本庄第一・川合拓郎監督は「運動量もあるし、攻撃がすごく良くなった。途中から出てきた石坂(優季/2年)はスピードがあるタイプなんですけど、ほかの子たちがあまり縦にグッとスピードで勝負できるタイプじゃなく、ボールを持って周りと連携してという感じで、右サイドから攻撃できればいいなと思っていたところで、野崎がオーバーラップできるようになったり、キックの精度も良いし、攻撃の幅が広がった」とこの夏の成長株に右SBの野崎梨央(3年)を挙げる。
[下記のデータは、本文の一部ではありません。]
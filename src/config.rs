//! Configuration management with TOML, environment variables, and CLI overrides.

use crate::shop::client::DEFAULT_TIMEOUT_MS;
use anyhow::{Context, Result};
use serde::{Deserialize, Serialize};
use std::collections::BTreeMap;
use std::path::Path;
use tracing::{debug, Level};

const DEFAULT_USER_AGENT: &str = "Mozilla/5.0 (Windows NT 10.0; Win64; x64) \
     AppleWebKit/537.36 (KHTML, like Gecko) Chrome/131.0.0.0 Safari/537.36";

/// Application configuration with layered loading.
#[derive(Debug, Clone, Serialize, Deserialize)]
pub struct Config {
    /// Request timeout in milliseconds
    #[serde(default = "default_timeout_ms")]
    pub timeout_ms: u64,

    /// User-Agent header sent with every request
    #[serde(default = "default_user_agent")]
    pub user_agent: String,

    /// Extra request headers
    #[serde(default)]
    pub headers: BTreeMap<String, String>,

    /// Default cap on extracted products (unbounded when unset)
    #[serde(default)]
    pub max_items: Option<usize>,

    /// Output format
    #[serde(default)]
    pub format: OutputFormat,

    /// Enable debug logging
    #[serde(default)]
    pub debug: bool,
}

fn default_timeout_ms() -> u64 {
    DEFAULT_TIMEOUT_MS
}

fn default_user_agent() -> String {
    DEFAULT_USER_AGENT.to_string()
}

impl Default for Config {
    fn default() -> Self {
        Self {
            timeout_ms: default_timeout_ms(),
            user_agent: default_user_agent(),
            headers: BTreeMap::new(),
            max_items: None,
            format: OutputFormat::Table,
            debug: false,
        }
    }
}

impl Config {
    /// Creates a new default configuration.
    pub fn new() -> Self {
        Self::default()
    }

    /// Loads configuration from a TOML file.
    pub fn from_file(path: impl AsRef<Path>) -> Result<Self> {
        let path = path.as_ref();
        debug!("Loading config from: {}", path.display());

        let content = std::fs::read_to_string(path)
            .with_context(|| format!("Failed to read config file: {}", path.display()))?;

        toml::from_str(&content)
            .with_context(|| format!("Failed to parse config file: {}", path.display()))
    }

    /// Loads configuration with fallback to default locations.
    pub fn load(explicit_path: Option<&Path>) -> Result<Self> {
        // 1. Explicit path takes precedence
        if let Some(path) = explicit_path {
            return Self::from_file(path);
        }

        // 2. Try current directory
        let local_config = Path::new("config.toml");
        if local_config.exists() {
            debug!("Found config.toml in current directory");
            return Self::from_file(local_config);
        }

        // 3. Try XDG config directory
        if let Some(config_dir) = dirs::config_dir() {
            let xdg_config = config_dir.join("shop-crawler").join("config.toml");
            if xdg_config.exists() {
                debug!("Found config in XDG config directory");
                return Self::from_file(xdg_config);
            }
        }

        // 4. Return default config
        debug!("No config file found, using defaults");
        Ok(Self::default())
    }

    /// Applies environment variable overrides.
    pub fn with_env(mut self) -> Self {
        if let Ok(timeout) = std::env::var("SHOP_TIMEOUT_MS") {
            if let Ok(t) = timeout.parse() {
                self.timeout_ms = t;
            }
        }

        if let Ok(user_agent) = std::env::var("SHOP_USER_AGENT") {
            if !user_agent.trim().is_empty() {
                self.user_agent = user_agent;
            }
        }

        if let Ok(flag) = std::env::var("SHOP_DEBUG") {
            self.debug = parse_flag(&flag);
        }

        self
    }

    /// Returns all headers for a request: User-Agent first, then extras.
    pub fn request_headers(&self) -> Vec<(String, String)> {
        let mut headers = vec![("User-Agent".to_string(), self.user_agent.clone())];
        headers.extend(self.headers.iter().map(|(k, v)| (k.clone(), v.clone())));
        headers
    }

    /// Log level for a `-v` count. `None` defers to `RUST_LOG`.
    ///
    /// One `-v` enables info, two or more (or `debug = true`) enable debug.
    pub fn log_level(&self, verbosity: u8) -> Option<Level> {
        match verbosity {
            _ if self.debug => Some(Level::DEBUG),
            0 => None,
            1 => Some(Level::INFO),
            _ => Some(Level::DEBUG),
        }
    }
}

fn parse_flag(value: &str) -> bool {
    matches!(value.trim().to_lowercase().as_str(), "1" | "true" | "yes" | "on")
}

/// Output format for results.
#[derive(Debug, Clone, Copy, Default, PartialEq, Eq, Serialize, Deserialize)]
#[serde(rename_all = "lowercase")]
pub enum OutputFormat {
    #[default]
    Table,
    Json,
    Markdown,
    Csv,
    Html,
    Xml,
}

impl std::str::FromStr for OutputFormat {
    type Err = String;

    fn from_str(s: &str) -> Result<Self, Self::Err> {
        match s.to_lowercase().as_str() {
            "table" => Ok(OutputFormat::Table),
            "json" => Ok(OutputFormat::Json),
            "markdown" | "md" => Ok(OutputFormat::Markdown),
            "csv" => Ok(OutputFormat::Csv),
            "html" | "htm" => Ok(OutputFormat::Html),
            "xml" => Ok(OutputFormat::Xml),
            _ => Err(format!("Unknown format: {}. Use: table, json, markdown, csv, html, xml", s)),
        }
    }
}

impl std::fmt::Display for OutputFormat {
    fn fmt(&self, f: &mut std::fmt::Formatter<'_>) -> std::fmt::Result {
        match self {
            OutputFormat::Table => write!(f, "table"),
            OutputFormat::Json => write!(f, "json"),
            OutputFormat::Markdown => write!(f, "markdown"),
            OutputFormat::Csv => write!(f, "csv"),
            OutputFormat::Html => write!(f, "html"),
            OutputFormat::Xml => write!(f, "xml"),
        }
    }
}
選手権予選準々決勝の入間向陽戦、野崎は開始から仕掛けると前半28分、ダイレクトのピンポイントクロスからMF小池樹里(1年)のゴールをアシスト。さらに後半にも再び得点に絡む。19分、サイドを駆け上がり、ボールを受けると今度は深く抉る。「いつもはマイナスが見えていないんです。でも今回は丹治(希ノ花)が呼んでくれて、バッチリ見えたので出しました」。イメージ通りのラストパスは直接的にはゴールには繋がらなかったものの、丹治のシュートが相手の手に当たりPK奪取。これをMF眞島紗衣(3年)が決めるなど、“実質”2得点を演出した。

サイドで押し込んで、それにより生まれたスペースを使った2点目は最近チームとして練習を積んでいる形で、川合監督も「よく見えていたなと。うまく使い分けられるようになってきた」と評価。野崎も現在のスタイルを気に入っており、「自分もガンガン行く方が好き。裏に出してもらって自分で走るプレーが好きなので、このサッカーがいま一番良いです」と手応えを語る。
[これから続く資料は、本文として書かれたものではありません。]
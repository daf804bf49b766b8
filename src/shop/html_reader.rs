//! Reader for HTML listing pages.

use crate::shop::models::{Limit, Product};
use crate::shop::selectors::card;
use scraper::{ElementRef, Html, Selector};
use tracing::{debug, trace};

/// Extracts product cards from an HTML document.
///
/// Malformed markup is parsed leniently, so this never fails; at worst it
/// returns an empty vector. Scanning stops as soon as `limit` records have
/// been collected.
pub fn read_html(text: &str, limit: Limit) -> Vec<Product> {
    let document = Html::parse_document(text);
    let products = collect_cards(document.select(&card::CARD), limit);

    debug!("Parsed {} products from HTML", products.len());
    products
}

/// Parses candidate cards in order, pulling no further cards once the limit is met.
fn collect_cards<'a>(cards: impl Iterator<Item = ElementRef<'a>>, limit: Limit) -> Vec<Product> {
    let mut products = Vec::new();

    for element in cards {
        match parse_card(element) {
            Some(product) => {
                trace!("Parsed card: {}", product.title);
                products.push(product);
            }
            None => {
                // No title and no link: skeleton or template card
                trace!("Skipping empty product card");
                continue;
            }
        }

        if limit.is_reached(products.len()) {
            trace!("Limit of {} reached, stopping card scan", limit);
            break;
        }
    }

    products
}

/// Parses one card, or returns `None` for a card with neither title nor link.
fn parse_card(element: ElementRef) -> Option<Product> {
    let title = nested_text(element, &card::TITLE)
        .or_else(|| attr(element, card::TITLE_ATTR))
        .unwrap_or_default();

    let price = nested_text(element, &card::PRICE).or_else(|| attr(element, card::PRICE_ATTR));

    let url = element.select(&card::LINK).next().and_then(|e| attr(e, "href"));

    let image = element
        .select(&card::IMAGE)
        .next()
        .and_then(|e| attr(e, "src"))
        .or_else(|| attr(element, card::IMAGE_ATTR));

    if title.is_empty() && url.is_none() {
        return None;
    }

    Some(Product::from_html(title, price, url, image))
}

/// Trimmed text of the first nested match, if non-empty.
fn nested_text(element: ElementRef, selector: &Selector) -> Option<String> {
    element
        .select(selector)
        .next()
        .map(|e| e.text().collect::<String>().trim().to_string())
        .filter(|text| !text.is_empty())
}

/// Attribute value, if present and non-empty.
fn attr(element: ElementRef, name: &str) -> Option<String> {
    element.value().attr(name).filter(|value| !value.is_empty()).map(String::from)
}
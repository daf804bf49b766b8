//! Output formatting for products (table, JSON, markdown, CSV, HTML, XML).

use crate::config::OutputFormat;
use crate::shop::Product;
use quick_xml::escape::escape;
use serde_json::Value;

/// Formats products for output.
pub struct Formatter {
    format: OutputFormat,
}

impl Formatter {
    /// Creates a new formatter.
    pub fn new(format: OutputFormat) -> Self {
        Self { format }
    }

    /// Formats multiple products.
    pub fn format_products(&self, products: &[Product]) -> String {
        if products.is_empty() {
            return match self.format {
                OutputFormat::Json => "[]".to_string(),
                OutputFormat::Csv => self.csv_header(),
                OutputFormat::Html => "<html><body><p>No data available.</p></body></html>".to_string(),
                OutputFormat::Xml => format!("{}\n<products />", XML_DECLARATION),
                OutputFormat::Table | OutputFormat::Markdown => "No products found.".to_string(),
            };
        }

        match self.format {
            OutputFormat::Json => self.json_products(products),
            OutputFormat::Table => self.table_products(products),
            OutputFormat::Markdown => self.markdown_products(products),
            OutputFormat::Csv => self.csv_products(products),
            OutputFormat::Html => self.html_products(products),
            OutputFormat::Xml => self.xml_products(products),
        }
    }

    fn json_products(&self, products: &[Product]) -> String {
        serde_json::to_string_pretty(products).unwrap_or_else(|_| "[]".to_string())
    }

    fn table_products(&self, products: &[Product]) -> String {
        let id_width = 20;
        let price_width = 14;
        let source_width = 6;
        let title_width = 50;

        let mut lines = Vec::new();

        lines.push(format!(
            "{:<id_width$}  {:<price_width$}  {:<source_width$}  {}",
            "ID", "Price", "Source", "Title"
        ));
        lines.push(format!(
            "{:-<id_width$}  {:-<price_width$}  {:-<source_width$}  {:-<title_width$}",
            "", "", "", ""
        ));

        for product in products {
            let id = product.id.as_deref().unwrap_or("-");
            let price = product.price.as_ref().map(|p| p.to_string()).unwrap_or("N/A".into());

            lines.push(format!(
                "{:<id_width$}  {:>price_width$}  {:<source_width$}  {}",
                truncate(id, id_width),
                truncate(&price, price_width),
                product.source,
                truncate(&product.title, title_width)
            ));
        }

        lines.push(String::new());
        lines.push(format!("Total: {} products", products.len()));

        lines.join("\n")
    }

    fn markdown_products(&self, products: &[Product]) -> String {
        let mut lines = Vec::new();

        lines.push("| ID | Price | Source | Title |".to_string());
        lines.push("|----|-------|--------|-------|".to_string());

        for product in products {
            let id = markdown_escape(product.id.as_deref().unwrap_or(""));
            let price = product.price.as_ref().map(|p| p.to_string()).unwrap_or("N/A".into());
            let title = markdown_escape(&truncate(&product.title, 40));

            let title_cell = match &product.url {
                Some(url) => format!("[{}]({})", title, markdown_escape(url)),
                None => title,
            };

            lines.push(format!(
                "| {} | {} | {} | {} |",
                id,
                markdown_escape(&price),
                product.source,
                title_cell
            ));
        }

        lines.push(String::new());
        lines.push(format!("*{} products found*", products.len()));

        lines.join("\n")
    }

    fn csv_header(&self) -> String {
        FIELDS.join(",")
    }

    fn csv_products(&self, products: &[Product]) -> String {
        let mut lines = Vec::new();
        lines.push(self.csv_header());

        for product in products {
            lines.push(
                field_values(product)
                    .iter()
                    .map(|field| Self::csv_escape(field))
                    .collect::<Vec<_>>()
                    .join(","),
            );
        }

        lines.join("\n")
    }

    fn html_products(&self, products: &[Product]) -> String {
        let header: String = FIELDS.iter().map(|name| format!("<th>{}</th>", name)).collect();

        let rows: String = products
            .iter()
            .map(|product| {
                let cells: String = field_values(product)
                    .iter()
                    .map(|value| format!("<td>{}</td>", escape(value.as_str())))
                    .collect();
                format!("<tr>{}</tr>", cells)
            })
            .collect();

        format!(
            "<html><head><meta charset='utf-8'><title>Products</title></head>\
             <body><table border='1'><thead><tr>{}</tr></thead><tbody>{}</tbody></table></body></html>",
            header, rows
        )
    }

    fn xml_products(&self, products: &[Product]) -> String {
        let mut lines = vec![XML_DECLARATION.to_string(), "<products>".to_string()];

        for product in products {
            lines.push("  <product>".to_string());
            for (name, value) in FIELDS.iter().zip(field_values(product)) {
                lines.push(format!("    <{name}>{}</{name}>", escape(value.as_str())));
            }
            lines.push("  </product>".to_string());
        }

        lines.push("</products>".to_string());
        lines.join("\n")
    }

    fn csv_escape(s: &str) -> String {
        if s.contains(',') || s.contains('"') || s.contains('\n') {
            format!("\"{}\"", s.replace('"', "\"\""))
        } else {
            s.to_string()
        }
    }
}

const XML_DECLARATION: &str = "<?xml version='1.0' encoding='utf-8'?>";

/// Column names shared by the CSV, HTML and XML outputs.
const FIELDS: [&str; 9] =
    ["id", "title", "price", "original_price", "sold", "rating", "url", "image", "source"];

/// Text of each field in `FIELDS` order; absent values are empty.
fn field_values(product: &Product) -> [String; 9] {
    [
        product.id.clone().unwrap_or_default(),
        product.title.clone(),
        product.price.as_ref().map(|p| p.to_string()).unwrap_or_default(),
        product.original_price.as_ref().map(|p| p.to_string()).unwrap_or_default(),
        product.sold.as_ref().map(scalar_text).unwrap_or_default(),
        product.rating.as_ref().map(scalar_text).unwrap_or_default(),
        product.url.clone().unwrap_or_default(),
        product.image.clone().unwrap_or_default(),
        product.source.to_string(),
    ]
}

/// Escapes pipes so a value stays inside its markdown table cell.
fn markdown_escape(s: &str) -> String {
    s.replace('|', "\\|")
}

/// Display text for a verbatim JSON scalar.
fn scalar_text(value: &Value) -> String {
    match value {
        Value::String(s) => s.clone(),
        other => other.to_string(),
    }
}

/// Truncates to `max` characters, marking the cut with "...".
fn truncate(s: &str, max: usize) -> String {
    if s.chars().count() > max {
        let head: String = s.chars().take(max.saturating_sub(3)).collect();
        format!("{}...", head)
    } else {
        s.to_string()
    }
}
//! Shop page fetching, product extraction, and data models.

pub mod client;
pub mod extractor;
pub mod html_reader;
pub mod json_reader;
pub mod models;
pub mod query;
pub mod selectors;

pub use client::{FetchError, FetchRequest, PageFetch, ShopClient};
pub use extractor::extract;
pub use html_reader::read_html;
pub use json_reader::{read_json, JsonRead, NotJson};
pub use models::{Limit, Page, Price, Product, Source};
pub use query::{ScrapeQuery, ValidationError};
//! Format dispatch between the JSON and HTML readers.

use crate::shop::html_reader::read_html;
use crate::shop::json_reader::{read_json, JsonRead};
use crate::shop::models::{Limit, Product};
use tracing::{debug, error, info};

/// Extracts products from a raw response body.
///
/// The body is read as JSON first. When that yields no records (not JSON,
/// malformed, no product array, or an empty array) the same body is read as
/// HTML. Only one reader's output is returned.
///
/// Detection is content-based; the response content type is not consulted.
pub fn extract(body: &str, limit: Limit) -> Vec<Product> {
    if body.is_empty() {
        error!("Cannot extract products from an empty body");
        return Vec::new();
    }

    match read_json(body, limit) {
        JsonRead::Products(products) if !products.is_empty() => {
            info!("Extracted {} products from JSON", products.len());
            return products;
        }
        JsonRead::Products(_) => debug!("JSON product array is empty, trying HTML"),
        JsonRead::NotApplicable(reason) => debug!("Not a JSON product payload ({:?})", reason),
    }

    let products = read_html(body, limit);
    info!("Extracted {} products from HTML", products.len());
    products
}
/// 命令行输入: 单张图片、单个视频 (只取第一帧) 或一个目录
use std::path::{Path, PathBuf};

use anyhow::{bail, Context, Result};

use crate::Frame;

const IMAGE_EXTS: [&str; 6] = ["jpg", "jpeg", "png", "bmp", "webp", "tiff"];
const VIDEO_EXTS: [&str; 5] = ["mp4", "mov", "avi", "mkv", "webm"];

#[derive(Debug, Clone, Copy, PartialEq, Eq)]
pub enum SourceKind {
    Image,
    Video,
}

pub fn kind_of(path: &Path) -> Option<SourceKind> {
    let ext = path.extension()?.to_str()?.to_ascii_lowercase();
    if IMAGE_EXTS.contains(&ext.as_str()) {
        Some(SourceKind::Image)
    } else if VIDEO_EXTS.contains(&ext.as_str()) {
        Some(SourceKind::Video)
    } else {
        None
    }
}

/// 单个文件直接返回, 目录按文件名排序后返回其中的图片和视频
pub fn collect_sources(source: &str) -> Result<Vec<PathBuf>> {
    let path = PathBuf::from(source);
    if path.is_file() {
        return Ok(vec![path]);
    }
    if !path.is_dir() {
        bail!("source not found: {}", source);
    }
    let mut files = Vec::new();
    for entry in
        std::fs::read_dir(&path).with_context(|| format!("failed to read dir {}", source))?
    {
        let p = entry?.path();
        if p.is_file() && kind_of(&p).is_some() {
            files.push(p);
        }
    }
    files.sort();
    if files.is_empty() {
        bail!("no images or videos under {}", source);
    }
    Ok(files)
}

/// 解码成一帧: 图片直接解码, 视频取第一帧
pub fn load_frame(path: &Path) -> Result<Frame> {
    match kind_of(path) {
        Some(SourceKind::Video) => read_video(path),
        _ => {
            let img = image::open(path)
                .with_context(|| format!("failed to decode image {}", path.display()))?;
            Ok(Frame::from_dynamic(&img))
        }
    }
}

#[cfg(feature = "opencv")]
fn read_video(path: &Path) -> Result<Frame> {
    crate::utils::cv_backend::read_first_frame(path)
}

#[cfg(not(feature = "opencv"))]
fn read_video(path: &Path) -> Result<Frame> {
    bail!(
        "video input {} needs the `opencv` feature",
        path.display()
    )
}

#[cfg(test)]
mod tests {
    use super::*;
    use image::{Rgb, RgbImage};

    #[test]
    fn test_kind_of() {
        assert_eq!(kind_of(Path::new("a/swing.JPG")), Some(SourceKind::Image));
        assert_eq!(kind_of(Path::new("swing.mp4")), Some(SourceKind::Video));
        assert_eq!(kind_of(Path::new("notes.txt")), None);
        assert_eq!(kind_of(Path::new("README")), None);
    }

    #[test]
    fn test_collect_and_load() {
        let dir = std::env::temp_dir().join(format!("golf-swing-source-{}", std::process::id()));
        std::fs::create_dir_all(&dir).unwrap();
        RgbImage::from_pixel(4, 3, Rgb([10, 20, 30]))
            .save(dir.join("b.png"))
            .unwrap();
        std::fs::write(dir.join("a.mp4"), b"not really a video").unwrap();
        std::fs::write(dir.join("notes.txt"), b"skip me").unwrap();

        let files = collect_sources(dir.to_str().unwrap()).unwrap();
        let names: Vec<_> = files
            .iter()
            .map(|p| p.file_name().unwrap().to_string_lossy().into_owned())
            .collect();
        assert_eq!(names, ["a.mp4", "b.png"]);

        let frame = load_frame(&files[1]).unwrap();
        assert_eq!((frame.width(), frame.height()), (4, 3));
        assert!(load_frame(&files[0]).is_err());

        let _ = std::fs::remove_dir_all(&dir);
    }

    #[test]
    fn test_missing_source() {
        assert!(collect_sources("/definitely/missing/swings").is_err());
    }
}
野崎にとってSBは望み続けていたポジションだ。中学年代を過ごしたクマガヤSCライラック時代は、最初はCBだったが、「CBをやっていると上がりたくなっちゃって、どんどん上がっていっちゃうんです(笑)」。それを見かねた監督がSBにコンバート。野崎自身も回数を重ねていくうちに「SBの方が爪痕が残せる」と、このポジションを天職だと感じるようになったという。
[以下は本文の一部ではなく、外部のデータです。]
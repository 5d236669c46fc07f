/// 命令行参数与分析配置
///
/// `Args` 是命令行入口; 分析器本身只认 `AnalyzerConfig`,
/// 也可以用 `--config xxx.json` 直接加载 (字段缺省时取默认值)。
use std::fs;
use std::path::Path;

use anyhow::{bail, Context, Result};
use clap::{Parser, ValueEnum};
use serde::{Deserialize, Serialize};
use tracing::info;

use crate::models::YOLOv8PoseConfig;
use crate::{OrtConfig, OrtEP};

#[derive(Parser, Clone, Debug)]
#[command(author, version, about = "高尔夫挥杆单帧分析 (姿态关键点 + 球检测)", long_about = None)]
pub struct Args {
    /// ONNX 姿态模型路径或 http(s) 地址
    #[arg(long, required = false, default_value = "models/yolov8n-pose.onnx")]
    pub model: String,

    /// 输入图片或图片目录
    #[arg(long, required = true)]
    pub source: String,

    /// JSON 配置文件 (覆盖下面的 Hough / 选球参数)
    #[arg(long)]
    pub config: Option<String>,

    /// device id
    #[arg(long, default_value_t = 0)]
    pub device_id: i32,

    /// using CUDA EP (需要 `cuda` feature)
    #[arg(long)]
    pub cuda: bool,

    /// intra-op 线程数
    #[arg(long)]
    pub threads: Option<usize>,

    /// 模型输入宽度
    #[arg(long, default_value_t = 640)]
    pub width: u32,

    /// 模型输入高度
    #[arg(long, default_value_t = 640)]
    pub height: u32,

    /// 人体置信度阈值
    #[arg(long, default_value_t = 0.5)]
    pub conf: f32,

    /// NMS IoU 阈值
    #[arg(long, default_value_t = 0.45)]
    pub iou: f32,

    /// 跳过姿态估计, 只检测球
    #[arg(long)]
    pub no_pose: bool,

    /// 多个候选圆时的选取策略
    #[arg(long, value_enum, default_value_t = BallSelection::First)]
    pub ball_selection: BallSelection,

    /// 累加器分辨率倒数比 (dp)
    #[arg(long, default_value_t = 1.0)]
    pub dp: f32,

    /// 圆心最小间距 (像素)
    #[arg(long, default_value_t = 20.0)]
    pub min_dist: f32,

    /// Canny 高阈值 (低阈值取一半)
    #[arg(long, default_value_t = 50.0)]
    pub canny_threshold: f32,

    /// 累加器阈值
    #[arg(long, default_value_t = 30)]
    pub acc_threshold: u32,

    #[arg(long, default_value_t = 5)]
    pub min_radius: u32,

    #[arg(long, default_value_t = 30)]
    pub max_radius: u32,

    /// 中值滤波核大小 (奇数)
    #[arg(long, default_value_t = 5)]
    pub median_ksize: u32,

    /// 径向边缘点至少覆盖的圆周比例
    #[arg(long, default_value_t = 0.5)]
    pub min_coverage: f32,

    /// 圆检测实现 (opencv 需要 `opencv` feature)
    #[arg(long, value_enum, default_value_t = CircleBackend::Imageproc)]
    pub circle_backend: CircleBackend,

    /// 保存标注结果图
    #[arg(long)]
    pub save: bool,

    /// 标注图输出目录
    #[arg(long, default_value = "runs")]
    pub out: String,

    /// profile
    #[arg(long)]
    pub profile: bool,
}

impl Args {
    /// 组装分析配置: 有 `--config` 时以文件为准
    pub fn analyzer_config(&self) -> Result<AnalyzerConfig> {
        if let Some(path) = &self.config {
            return AnalyzerConfig::load(path);
        }
        let config = AnalyzerConfig {
            hough: HoughConfig {
                dp: self.dp,
                min_dist: self.min_dist,
                canny_threshold: self.canny_threshold,
                acc_threshold: self.acc_threshold,
                min_radius: self.min_radius,
                max_radius: self.max_radius,
                median_ksize: self.median_ksize,
                min_coverage: self.min_coverage,
            },
            ball_selection: self.ball_selection,
            circle_backend: self.circle_backend,
        };
        config.validate()?;
        Ok(config)
    }

    pub fn pose_config(&self) -> YOLOv8PoseConfig {
        YOLOv8PoseConfig {
            conf: self.conf,
            iou: self.iou,
            profile: self.profile,
            ..Default::default()
        }
    }

    pub fn ort_config(&self) -> OrtConfig {
        let ep = if self.cuda {
            OrtEP::CUDA(self.device_id)
        } else {
            OrtEP::CPU
        };
        OrtConfig {
            ep,
            f: self.model.clone(),
            image_size: (self.height, self.width),
            intra_threads: self.threads,
        }
    }
}

/// 多候选圆时的选取策略
#[derive(Debug, Clone, Copy, PartialEq, Eq, Default, ValueEnum, Serialize, Deserialize)]
#[serde(rename_all = "snake_case")]
pub enum BallSelection {
    /// 检测器返回的第一个 (按累加器票数), 不做额外排序
    #[default]
    First,
    /// 半径最大的
    LargestRadius,
    /// 离画面中心最近的
    ClosestToCenter,
}

/// 圆检测实现
#[derive(Debug, Clone, Copy, PartialEq, Eq, Default, ValueEnum, Serialize, Deserialize)]
#[serde(rename_all = "snake_case")]
pub enum CircleBackend {
    /// 纯 Rust (imageproc) 实现
    #[default]
    Imageproc,
    /// cv::HoughCircles
    Opencv,
}

/// 梯度 Hough 圆检测参数, 默认值与 cv2.HoughCircles(gray, HOUGH_GRADIENT, 1, 20,
/// param1=50, param2=30, minRadius=5, maxRadius=30) + medianBlur(5) 一致
#[derive(Debug, Clone, PartialEq, Serialize, Deserialize)]
#[serde(default)]
pub struct HoughConfig {
    pub dp: f32,
    pub min_dist: f32,
    pub canny_threshold: f32,
    pub acc_threshold: u32,
    pub min_radius: u32,
    pub max_radius: u32,
    pub median_ksize: u32,
    /// 仅 imageproc 实现使用
    pub min_coverage: f32,
}

impl Default for HoughConfig {
    fn default() -> Self {
        Self {
            dp: 1.0,
            min_dist: 20.0,
            canny_threshold: 50.0,
            acc_threshold: 30,
            min_radius: 5,
            max_radius: 30,
            median_ksize: 5,
            min_coverage: 0.5,
        }
    }
}

impl HoughConfig {
    pub fn validate(&self) -> Result<()> {
        if self.dp.is_nan() || self.dp < 1.0 {
            bail!("dp must be >= 1, got {}", self.dp);
        }
        if self.min_dist.is_nan() || self.min_dist <= 0.0 {
            bail!("min_dist must be positive, got {}", self.min_dist);
        }
        if self.canny_threshold.is_nan() || self.canny_threshold <= 0.0 {
            bail!("canny_threshold must be positive, got {}", self.canny_threshold);
        }
        if self.max_radius == 0 || self.min_radius > self.max_radius {
            bail!(
                "invalid radius range [{}, {}]",
                self.min_radius,
                self.max_radius
            );
        }
        if self.median_ksize < 3 || self.median_ksize % 2 == 0 {
            bail!("median_ksize must be odd and >= 3, got {}", self.median_ksize);
        }
        if !(0.0..=1.0).contains(&self.min_coverage) {
            bail!("min_coverage must be in [0, 1], got {}", self.min_coverage);
        }
        Ok(())
    }
}

#[derive(Debug, Clone, PartialEq, Default, Serialize, Deserialize)]
#[serde(default)]
pub struct AnalyzerConfig {
    pub hough: HoughConfig,
    pub ball_selection: BallSelection,
    pub circle_backend: CircleBackend,
}

impl AnalyzerConfig {
    pub fn validate(&self) -> Result<()> {
        self.hough.validate()
    }

    /// 从JSON文件加载配置
    pub fn load<P: AsRef<Path>>(path: P) -> Result<Self> {
        let path = path.as_ref();
        let json = fs::read_to_string(path)
            .with_context(|| format!("failed to read config {}", path.display()))?;
        let config: Self = serde_json::from_str(&json)
            .with_context(|| format!("failed to parse config {}", path.display()))?;
        config.validate()?;
        info!(path = %path.display(), "analyzer config loaded");
        Ok(config)
    }

    /// 保存配置到JSON文件
    pub fn save<P: AsRef<Path>>(&self, path: P) -> Result<()> {
        let json = serde_json::to_string_pretty(self)?;
        fs::write(path.as_ref(), json)
            .with_context(|| format!("failed to write config {}", path.as_ref().display()))?;
        Ok(())
    }
}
本庄第一でも1、2年とCBだったが、「たまに休みの選手とかがいてSBをやった時は、絶対に爪痕を残そうと思って、絶対に印象づけてやろうと思っていました」と常にSBは心にあった。そして3年になり、念願のSBに。「本当に嬉しかったです!」。5月の総体予選では転向間もなかったこともあり、あまり「ハマっていなかった」というが、「もっと爪痕を残した方がいいかなと思った。やっぱり自分は上がっていく方が好きなので、自分の好きな方に行くしかないなと思ってやりました」と、自分の特徴を出すことを意識したことが現在に繋がっている。

6月にはスタメンとして初の関東大会も経験。「出られたのは本当に嬉しかったですけど、負けたのが超悔しくて。自分たちのミスでやられた部分もあったので、だからこそやっぱりガッツリ行って、取られても取り返して、当たり負けせず、クロスを挙げられる選手になりたい」と話す。

もう一度あの舞台に戻り、今度は全国へ「絶対に行きたいです!」。そのためにもまずは県優勝をすることが目標だ。「ガンガン行って、もう絶対に負けません!」と強い意気込みを語る。本庄第一の“ガンガン系”SB、野崎は自分らしくいられるポジションで次もガッツリと爪痕を残す。